I was wondering what purpose that sanctifying grace truly served. After all, haven’t we been made whole through Jesus already? I understand Paul’s exhortations in his letter to the Church in Rome that we are not to continue sinning so as to get more grace—and that’s because we can’t get any more perfect in God’s eyes than Jesus has already made us.

But then I had a sudden realization: sanctification glorifies God. If someone can see what a pathetic wreck we were before we knew and loved Christ and accepted Him as Savior, and if they can then see what a truly powerful change that justification and sanctification has made in our lives, that glorifies God.

Perhaps more simply put: if I am seen as a “good person”, it is Christ within me doing these good things.

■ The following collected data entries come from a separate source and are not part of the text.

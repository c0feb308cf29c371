// Copyright 2025 eraflo
//
// Licensed under the Apache License, Version 2.0 (the "License");
// you may not use this file except in compliance with the License.
// You may obtain a copy of the License at
//
//     http://www.apache.org/licenses/LICENSE-2.0
//
// Unless required by applicable law or agreed to in writing, software
// distributed under the License is distributed on an "AS IS" BASIS,
// WITHOUT WARRANTIES OR CONDITIONS OF ANY KIND, either express or implied.
// See the License for the specific language governing permissions and
// limitations under the License.

use super::layouts;
use super::scene::{LIGHT_CULL_PIPELINE, SHADOW_PIPELINE};
use marionette_core::renderer::api::{
    BindGroupProvider, BindingRole, BufferId, PipelineDescriptor, PipelineKind,
};
use marionette_core::renderer::layout::light_buffer_size;
use marionette_core::renderer::{GpuBackend, SizeOverrides, UsageOverrides};
use marionette_core::{ResourceError, SceneSettings};

/// The buffer bound for `role`, or [`ResourceError::MissingBinding`].
pub(super) fn required_buffer(
    provider: &BindGroupProvider,
    role: BindingRole,
) -> Result<BufferId, ResourceError> {
    provider.buffer(role).ok_or(ResourceError::MissingBinding(role))
}

/// Bind groups owned by the scene rather than by an animator.
#[derive(Debug)]
pub(super) struct SceneResources {
    pub camera: BindGroupProvider,
    pub lights: BindGroupProvider,
    // main-pass shadow sampling
    pub shadow: BindGroupProvider,
    // depth-only pass
    pub shadow_depth: BindGroupProvider,
    pub tiles: BindGroupProvider,
    // shares lights, grid and indices with the groups above
    pub light_cull: BindGroupProvider,
}

impl SceneResources {
    /// Registers the scene pipelines and creates every scene-owned group.
    pub fn create(
        backend: &dyn GpuBackend,
        settings: &SceneSettings,
    ) -> Result<Self, ResourceError> {
        backend.register_shadow_pipeline(&PipelineDescriptor::new(
            SHADOW_PIPELINE,
            PipelineKind::Shadow,
            layouts::shadow_pipeline(),
        ))?;
        backend.register_pipelines(&[PipelineDescriptor::new(
            LIGHT_CULL_PIPELINE,
            PipelineKind::Compute,
            layouts::light_cull_pipeline(),
        )])?;

        let usage = UsageOverrides::new();
        let no_sizes = SizeOverrides::new();
        let (width, height) = (settings.screen_width, settings.screen_height);

        let mut camera = BindGroupProvider::new("scene::camera");
        backend.init_bind_group(&mut camera, &layouts::camera(0), &usage, &no_sizes)?;

        let mut lights = BindGroupProvider::new("scene::lights");
        let sizes =
            SizeOverrides::from([(BindingRole::Lights, light_buffer_size(settings.max_lights))]);
        backend.init_bind_group(&mut lights, &layouts::lights(0), &usage, &sizes)?;

        let shadow_map = backend.create_shadow_depth_texture(settings.shadows.map_size)?;
        let shadow_sampler = backend.create_comparison_sampler()?;
        let mut shadow = BindGroupProvider::new("scene::shadow");
        shadow.insert_texture(1, BindingRole::ShadowMap, shadow_map);
        shadow.insert_sampler(2, BindingRole::ShadowSampler, shadow_sampler);
        backend.init_bind_group(&mut shadow, &layouts::shadow(0), &usage, &no_sizes)?;

        let mut shadow_depth = BindGroupProvider::new("scene::shadow_depth");
        backend.init_bind_group(&mut shadow_depth, &layouts::shadow_depth(0), &usage, &no_sizes)?;

        let mut tiles = BindGroupProvider::new("scene::tiles");
        let sizes = SizeOverrides::from([
            (
                BindingRole::TileLightGrid,
                settings.tiles.light_grid_buffer_size(width, height),
            ),
            (
                BindingRole::TileLightIndices,
                settings.tiles.light_index_buffer_size(width, height),
            ),
        ]);
        backend.init_bind_group(&mut tiles, &layouts::tiles(0), &usage, &sizes)?;

        let mut light_cull = BindGroupProvider::new("scene::light_cull");
        for (binding, role, source) in [
            (1, BindingRole::Lights, &lights),
            (2, BindingRole::TileLightGrid, &tiles),
            (3, BindingRole::TileLightIndices, &tiles),
        ] {
            light_cull.share_buffer(binding, role, required_buffer(source, role)?);
        }
        backend.init_bind_group(&mut light_cull, &layouts::light_cull(0), &usage, &no_sizes)?;

        let (tiles_x, tiles_y) = settings.tiles.tile_dimensions(width, height);
        log::info!(
            "Scene resources created: {} light slots, {}x{} tiles, {}px shadow map",
            settings.max_lights,
            tiles_x,
            tiles_y,
            settings.shadows.map_size
        );

        Ok(Self {
            camera,
            lights,
            shadow,
            shadow_depth,
            tiles,
            light_cull,
        })
    }

    /// Releases the groups in reverse dependency order: sharers before owners.
    pub fn release(&mut self, backend: &dyn GpuBackend) -> Result<(), ResourceError> {
        backend.release_bind_group(&mut self.light_cull)?;
        backend.release_bind_group(&mut self.tiles)?;
        backend.release_bind_group(&mut self.shadow_depth)?;
        backend.release_bind_group(&mut self.shadow)?;
        backend.release_bind_group(&mut self.lights)?;
        backend.release_bind_group(&mut self.camera)
    }

    /// The provider backing a scene-level role, if the scene owns one.
    pub fn provider_for(&self, role: BindingRole) -> Option<&BindGroupProvider> {
        match role {
            BindingRole::Camera => Some(&self.camera),
            BindingRole::Lights => Some(&self.lights),
            BindingRole::ShadowData | BindingRole::ShadowMap | BindingRole::ShadowSampler => {
                Some(&self.shadow)
            }
            BindingRole::TileUniforms
            | BindingRole::TileLightGrid
            | BindingRole::TileLightIndices => Some(&self.tiles),
            _ => None,
        }
    }
}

This is not to say that non-believers can’t do good; we see non-believers doing good all the time. But no non-believer does anything good in God’s name, and good done in anyone else’s name but God’s is pretty much wasted, I fear.

I’ll close with a remembrance. I was serving as an adult counselor for MissionFest, a week-long mission camp held yearly in downtown Jackson, Miss. My group was working at the downtown Salvation Army house, doing a variety of odd jobs that needed doing. A man walked up to me on the street and said, “Sir, can you tell me why y’all’re out here in the hot June sun in Jackson doing all this for these people?” The only answer that I had for him was this: “These kids are here because they love Christ and want to serve the world.” He stopped, pondered, and went on his way.

I don’t know what difference those words—ones that I’m fairly sure weren’t my own—made in that man’s life, but I know what they made in mine.